Your objective: The reply must return each line of the data exactly.
Exercise data START
impl<W: Write + Seek> BinaryWriter<W> {
    /// Create a writer over a seekable sink
    pub fn new(writer: W) -> Self {
        Self {
            writer,
            layout: BinaryLayout::default(),
            max_depth: MAX_DEPTH,
        }
    }

    /// Select the entry framing
    #[must_use]
    pub fn layout(mut self, layout: BinaryLayout) -> Self {
        self.layout = layout;
        self
    }

    /// Override the nesting limit
    #[must_use]
    pub fn max_depth(mut self, max_depth: usize) -> Self {
        self.max_depth = max_depth;
        self
    }

    /// Write a complete document
    pub fn write_document(&mut self, document: &Document) -> BlockParResult<()> {
        struct Frame<'a> {
            entries: Grouped<'a>,
            sorted: bool,
        }

        self.write_header(document)?;
        let mut stack = vec![Frame {
            entries: self.entries(document),
            sorted: document.is_sorted(),
        }];

        while let Some(frame) = stack.last_mut() {
            let Some((entry, position)) = frame.entries.next() else {
                stack.pop();
                continue;
            };

            if self.layout == BinaryLayout::Grouped && frame.sorted {
                let count = if position.index == 0 { position.count } else { 0 };
                (position.index as u32).write_le(&mut self.writer)?;
                (count as u32).write_le(&mut self.writer)?;
            }

            match entry.value() {
                Value::Param(value) => {
                    EntryKind::Param.as_byte().write_le(&mut self.writer)?;
                    self.write_wide_string(entry.name())?;
                    self.write_wide_string(value)?;
                }
                Value::Block(child) => {
                    if stack.len() >= self.max_depth {
                        return Err(BlockParError::NestingTooDeep(self.max_depth));
                    }
                    EntryKind::Block.as_byte().write_le(&mut self.writer)?;
                    self.write_wide_string(entry.name())?;
                    self.write_header(child)?;
                    let entries = self.entries(child);
                    stack.push(Frame {
                        entries,
                        sorted: child.is_sorted(),
                    });
                }
                Value::Undef => {
                    return Err(BlockParError::UndefinedEntry(entry.name().to_string()));
                }
            }
        }

        self.writer.flush()?;
        Ok(())
    }

    /// Consume the writer, returning the underlying sink
    pub fn into_inner(self) -> W {
        self.writer
    }

    // Grouped payloads need each sorted block's name runs together. The
    // plain layout keeps insertion order; the reader rebuilds the name index.
    fn entries<'a>(&self, document: &'a Document) -> Grouped<'a> {
        match self.layout {
            BinaryLayout::Plain => document.iter_insertion_grouped(),
            BinaryLayout::Grouped => document.iter_grouped(),
        }
    }

    fn write_header(&mut self, document: &Document) -> BlockParResult<()> {
        u8::from(document.is_sorted()).write_le(&mut self.writer)?;
        (document.len() as u32).write_le(&mut self.writer)?;
        Ok(())
    }

    fn write_wide_string(&mut self, value: &str) -> BlockParResult<()> {
        let mut bytes = Vec::with_capacity(value.len() * 2 + 2);
        for unit in value.encode_utf16() {
            bytes.extend_from_slice(&unit.to_le_bytes());
        }
        bytes.extend_from_slice(&[0, 0]);
        self.writer.write_all(&bytes)?;
        Ok(())
    }
}
//! Converter binary entry point.
//!
//! This is a thin wrapper around the rscript-cli library that:
//! 1. Parses command-line arguments
//! 2. Initializes logging
//! 3. Validates configuration
//! 4. Runs the conversion

use anyhow::Result;
use rscript_cli::{CliConfig, commands};

fn main() -> Result<()> {
    let config = CliConfig::from_args();

    // RUST_LOG wins over --log-level
    tracing_subscriber::fmt()
        .with_env_filter(
            tracing_subscriber::EnvFilter::try_from_default_env()
                .unwrap_or_else(|_| tracing_subscriber::EnvFilter::new(&config.log_level)),
        )
        .init();

    config.validate()?;

    let (input, output) = config.command.paths();
    tracing::info!(
        "Converting {} into {} ({})",
        input.display(),
        output.display(),
        config.command.name()
    );

    commands::run(&config)?;
    Ok(())
}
Exercise data END
Solution to this task:
impl<W: Write + Seek> BinaryWriter<W> {
    /// Create a writer over a seekable sink
    pub fn new(writer: W) -> Self {
        Self {
            writer,
            layout: BinaryLayout::default(),
            max_depth: MAX_DEPTH,
        }
    }

    /// Select the entry framing
    #[must_use]
    pub fn layout(mut self, layout: BinaryLayout) -> Self {
        self.layout = layout;
        self
    }

    /// Override the nesting limit
    #[must_use]
    pub fn max_depth(mut self, max_depth: usize) -> Self {
        self.max_depth = max_depth;
        self
    }

    /// Write a complete document
    pub fn write_document(&mut self, document: &Document) -> BlockParResult<()> {
        struct Frame<'a> {
            entries: Grouped<'a>,
            sorted: bool,
        }

        self.write_header(document)?;
        let mut stack = vec![Frame {
            entries: self.entries(document),
            sorted: document.is_sorted(),
        }];

        while let Some(frame) = stack.last_mut() {
            let Some((entry, position)) = frame.entries.next() else {
                stack.pop();
                continue;
            };

            if self.layout == BinaryLayout::Grouped && frame.sorted {
                let count = if position.index == 0 { position.count } else { 0 };
                (position.index as u32).write_le(&mut self.writer)?;
                (count as u32).write_le(&mut self.writer)?;
            }

            match entry.value() {
                Value::Param(value) => {
                    EntryKind::Param.as_byte().write_le(&mut self.writer)?;
                    self.write_wide_string(entry.name())?;
                    self.write_wide_string(value)?;
                }
                Value::Block(child) => {
                    if stack.len() >= self.max_depth {
                        return Err(BlockParError::NestingTooDeep(self.max_depth));
                    }
                    EntryKind::Block.as_byte().write_le(&mut self.writer)?;
                    self.write_wide_string(entry.name())?;
                    self.write_header(child)?;
                    let entries = self.entries(child);
                    stack.push(Frame {
                        entries,
                        sorted: child.is_sorted(),
                    });
                }
                Value::Undef => {
                    return Err(BlockParError::UndefinedEntry(entry.name().to_string()));
                }
            }
        }

        self.writer.flush()?;
        Ok(())
    }

    /// Consume the writer, returning the underlying sink
    pub fn into_inner(self) -> W {
        self.writer
    }

    // Grouped payloads need each sorted block's name runs together. The
    // plain layout keeps insertion order; the reader rebuilds the name index.
    fn entries<'a>(&self, document: &'a Document) -> Grouped<'a> {
        match self.layout {
            BinaryLayout::Plain => document.iter_insertion_grouped(),
            BinaryLayout::Grouped => document.iter_grouped(),
        }
    }

    fn write_header(&mut self, document: &Document) -> BlockParResult<()> {
        u8::from(document.is_sorted()).write_le(&mut self.writer)?;
        (document.len() as u32).write_le(&mut self.writer)?;
        Ok(())
    }

    fn write_wide_string(&mut self, value: &str) -> BlockParResult<()> {
        let mut bytes = Vec::with_capacity(value.len() * 2 + 2);
        for unit in value.encode_utf16() {
            bytes.extend_from_slice(&unit.to_le_bytes());
        }
        bytes.extend_from_slice(&[0, 0]);
        self.writer.write_all(&bytes)?;
        Ok(())
    }
}
//! Converter binary entry point.
//!
//! This is a thin wrapper around the rscript-cli library that:
//! 1. Parses command-line arguments
//! 2. Initializes logging
//! 3. Validates configuration
//! 4. Runs the conversion

use anyhow::Result;
use rscript_cli::{CliConfig, commands};

fn main() -> Result<()> {
    let config = CliConfig::from_args();

    // RUST_LOG wins over --log-level
    tracing_subscriber::fmt()
        .with_env_filter(
            tracing_subscriber::EnvFilter::try_from_default_env()
                .unwrap_or_else(|_| tracing_subscriber::EnvFilter::new(&config.log_level)),
        )
        .init();

    config.validate()?;

    let (input, output) = config.command.paths();
    tracing::info!(
        "Converting {} into {} ({})",
        input.display(),
        output.display(),
        config.command.name()
    );

    commands::run(&config)?;
    Ok(())
}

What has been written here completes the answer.